Quero ir aonde ninguém quer, Jesus! Que saudades do Bairro do Barruncho…
É
com um sorriso rasgado e com os olhos a brilhar que a M. nos recebe na sua
casa. A demência não lhe permite ter plena noção de tudo o que faz, mas ela
sabe que aquele dia é especial. Há muito que a M. pedia à família para que o
padre fosse a sua casa, uma barraca num bairro pobre. Já não conseguia dizer
coisa com coisa, mas sabia que o padre estava ali. Só falava crioulo e mal se
entendia, mas o seu sorriso dizia tudo.
Este
foi dos momentos que mais me marcaram no Bairro do Barruncho, onde entrei pela
primeira vez com os Missionários Combonianos. Já lá vão uns anos, mas é
impossível esquecer aquela terra de missão, como gosto de dizer. Vivi momentos
muito duros, fui a funerais, vi muito sofrimento… Não me esqueço também do frio
que se entranhava nos ossos enquanto dávamos explicações às crianças dentro daquelas
barracas, onde nenhum ser humano devia viver. Não me esqueço também do esgoto
no largo onde as crianças costumavam brincar…
Mas
todos esses momentos menos bons não ofuscam o sorriso da M. e de todas aquelas
crianças… O Barruncho mostrou-me a beleza de Deus no meio da pobreza, no meio
daqueles que ninguém quer e que são estigmatizados e rejeitados pela sociedade.
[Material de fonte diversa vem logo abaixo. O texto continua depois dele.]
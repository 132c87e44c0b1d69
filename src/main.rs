use std::io::Write;
use crate::plan::FlightPlan;
use crate::reference::ReferenceData;
use crate::ticket::BoardingPass;
use clap::Parser;
use colored::Colorize;
use rustyline::completion::{Completer, Pair};
use rustyline::error::ReadlineError;
use rustyline::{Context, Editor, Helper, Highlighter, Hinter, Validator};
use std::path::PathBuf;
use std::process::{Command, Stdio};
use tabled::settings::Style;

mod airline;
mod airport;
mod clock;
mod geo;
mod plan;
mod reference;
mod ticket;

#[derive(Parser)]
struct Args {
    /// Path to the airport/airline reference JSON file
    #[arg(short, long, value_name = "FILE", default_value = "data/reference.json")]
    reference: PathBuf,
}

#[derive(Helper, Hinter, Highlighter, Validator)]
pub struct CompleteHelper {
    pub commands: Vec<String>,
}

impl Completer for CompleteHelper {
    type Candidate = Pair;

    fn complete(&self, line: &str, _pos: usize, _ctx: &Context<'_>) -> rustyline::Result<(usize, Vec<Pair>)> {
        let mut candidates = Vec::new();

        for cmd in &self.commands {
            if cmd.starts_with(line) {
                candidates.push(Pair {
                    display: cmd.clone(),
                    replacement: format!("{} ", cmd),
                });
            }
        }

        Ok((0, candidates))
    }
}

fn paginate(content: String) {
    let mut pager = Command::new("less")
        .arg("-R")
        .stdin(Stdio::piped())
        .spawn()
        // Fallback to 'more' if 'less' isn't available
        .or_else(|_| Command::new("more").stdin(Stdio::piped()).spawn())
        .expect("Failed to spawn pager");

    let mut stdin = pager.stdin.take().expect("Failed to open stdin for pager");

    if let Err(e) = stdin.write_all(content.as_bytes()) {
        // Broken pipe is common if the user quits the pager early
        if e.kind() != std::io::ErrorKind::BrokenPipe {
            eprintln!("Error writing to pager: {}", e);
        }
    }

    // Wait for the user to close the pager before returning to the ">> " prompt
    let _ = pager.wait();
}

fn print_plan(origin: &str, dest: &str, plan: &FlightPlan) {
    println!(
        "  {}  {} → {}  ({})",
        "Route".bold(),
        origin,
        dest,
        plan::format_distance(plan.distance_km)
    );
    println!(
        "  {}  {} {} local",
        "Departs".bold(),
        plan.departure_date_local,
        plan.departure_time_local
    );
    println!(
        "  {}  {} {} local ({})",
        "Arrives".bold(),
        plan.arrival_date_local,
        plan.arrival_time_local,
        plan.arrival_weekday
    );
    println!("  {}  {}", "Duration".bold(), plan.duration_formatted);
    println!(
        "  {}  {} (day change {:+})",
        "Time zones".bold(),
        plan.timezone_difference,
        plan.day_change
    );
}

fn cmd_plan(reference: &ReferenceData, parts: &[&str]) {
    if let [origin, dest, date, time] = parts {
        let origin = origin.to_uppercase();
        let dest = dest.to_uppercase();
        match plan::compute_flight_plan(reference, &origin, &dest, date, time) {
            Ok(plan) => print_plan(&origin, &dest, &plan),
            Err(e) => println!("{}", e.to_string().red()),
        }
    } else {
        println!("Usage: plan <ORIGIN> <DEST> <YYYY-MM-DD> <HH:MM>");
    }
}

fn cmd_ticket(reference: &ReferenceData, parts: &[&str]) {
    if parts.len() < 7 {
        println!("Usage: ticket <ORIGIN> <DEST> <YYYY-MM-DD> <HH:MM> <AIRLINE> <DIGITS> <NAME...>");
        return;
    }
    let (origin_code, dest_code) = (parts[0].to_uppercase(), parts[1].to_uppercase());
    let (date, time) = (parts[2], parts[3]);
    let airline_code = parts[4];
    let digits = parts[5];
    let passenger = parts[6..].join(" ");

    // The calculator itself allows equal codes; the wizard does not.
    if origin_code == dest_code {
        println!("{}", "Origin and destination must differ.".red());
        return;
    }
    if !ticket::valid_flight_digits(digits) {
        println!("{}", "Flight number must be 1 to 5 digits.".red());
        return;
    }
    let Some(airline) = reference.airline(airline_code) else {
        println!("{}", format!("Unknown airline code: {}", airline_code).red());
        return;
    };

    match plan::compute_flight_plan(reference, &origin_code, &dest_code, date, time) {
        Ok(plan) => {
            // Lookups can no longer fail once the plan computed
            let origin = reference.airport(&origin_code).unwrap().clone();
            let destination = reference.airport(&dest_code).unwrap().clone();
            let pass = BoardingPass::assemble(
                &mut rand::thread_rng(),
                passenger,
                airline.clone(),
                digits,
                origin,
                destination,
                plan,
            );
            println!("{}", pass);
        }
        Err(e) => println!("{}", e.to_string().red()),
    }
}

fn main() -> Result<(), Box<dyn std::error::Error>> {
    env_logger::init();
    let args = Args::parse();

    let reference = ReferenceData::load_from_file(args.reference.to_str().unwrap())?;
    println!(
        "Check-in desk open. {} airports, {} airlines loaded from {}",
        reference.airports().len(),
        reference.airlines().len(),
        args.reference.display()
    );

    let config = rustyline::Config::builder()
        .history_ignore_space(true)
        .completion_type(rustyline::CompletionType::List)
        .build();

    let helper = CompleteHelper {
        commands: vec![
            "plan".to_string(),
            "ticket".to_string(),
            "airports".to_string(),
            "airlines".to_string(),
            "help".to_string(),
            "exit".to_string(),
        ],
    };

    let mut rl = Editor::with_config(config)?;
    rl.set_helper(Some(helper));

    loop {
        let readline = rl.readline(">> ");
        match readline {
            Ok(line) => {
                let trimmed = line.trim();
                if trimmed.is_empty() { continue; }

                rl.add_history_entry(trimmed)?;

                let parts: Vec<&str> = trimmed.split_whitespace().collect();
                match parts[0] {
                    "plan" => cmd_plan(&reference, &parts[1..]),
                    "ticket" => cmd_ticket(&reference, &parts[1..]),
                    "airports" => {
                        let filter = parts.get(1).map(|s| s.to_lowercase());
                        let matching = reference.airports().into_iter()
                            .filter(|a| match &filter {
                                Some(text) => {
                                    a.code.to_lowercase().contains(text)
                                        || a.city.to_lowercase().contains(text)
                                        || a.country.to_lowercase().contains(text)
                                }
                                None => true,
                            })
                            .collect::<Vec<_>>();
                        if matching.is_empty() {
                            println!("No matching airports found.")
                        } else {
                            let mut table = tabled::Table::new(&matching);
                            table.with(Style::rounded());
                            table.with(tabled::settings::Alignment::left());
                            if matching.len() > 20 {
                                paginate(table.to_string());
                            } else {
                                println!("{}", table);
                            }
                        }
                    },
                    "airlines" => {
                        let mut table = tabled::Table::new(reference.airlines());
                        table.with(Style::rounded());
                        table.with(tabled::settings::Alignment::left());
                        println!("{}", table);
                    },
                    "help" | "?" => {
                        println!("\nAvailable Commands:");
                        println!("  plan <org> <dst> <date> <time>   - Distance, duration and local times for a route");
                        println!("  ticket <org> <dst> <date> <time> <airline> <digits> <name...>");
                        println!("                                   - Render a printable boarding pass");
                        println!("  airports [text]                  - List airports, optionally filtered");
                        println!("  airlines                         - List airlines");
                        println!("  help / ?                         - Show this help menu");
                        println!("  exit / quit                      - Leave the check-in desk\n");
                    },
                    "exit" | "quit" => break,
                    _ => println!("Unknown command: {}", parts[0]),
                }
            },
            Err(ReadlineError::Interrupted) => {
                println!("CTRL-C");
                break;
            },
            Err(ReadlineError::Eof) => {
                println!("CTRL-D");
                break;
            },
            Err(err) => {
                println!("Error: {:?}", err);
                break;
            }
        }
    }
    Ok(())
}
Pessoas como eu e tu… Filhos de Deus, nossos irmãos em Cristo. Pessoas que nos
habituamos, mesmo inconscientemente, a colocar do outro lado. Eles e nós… Como
se isto fizesse algum sentido…
Foi
dos sítios onde mais li a Bíblia na vida de cada irmão em Cristo. Mesmo quando
o cansaço quase me derrubava, sentia os braços de Jesus a erguerem-me… Percebia
claramente que Jesus me dizia: “É aqui, junto de quem ninguém quer, que te peço
ajuda!”
Ainda
ontem senti isso ao encontrar a F. no Hospital, onde trabalha. Mais uma vez o
meu coração se sentiu apertado de tantas saudades que tenho desses tempos do
Barruncho… Mais uma vez disse a Jesus: “Sim, leva-me até quem ninguém quer, aos
lugares onde fazes mais falta, aos lugares onde a exclusão social não tem que
ter a última palavra…”
Aqui,
estou, Jesus! Não sei o que me espera, só sei que essa é a Tua vontade! Senti
isso desde o primeiro dia que entrei no Barruncho, senti isso no dia do
acidente e sinto cada vez mais a cada dia que passa… Molda-me, como barro, e
conduz-me onde precisas da minha ajuda! Ámen.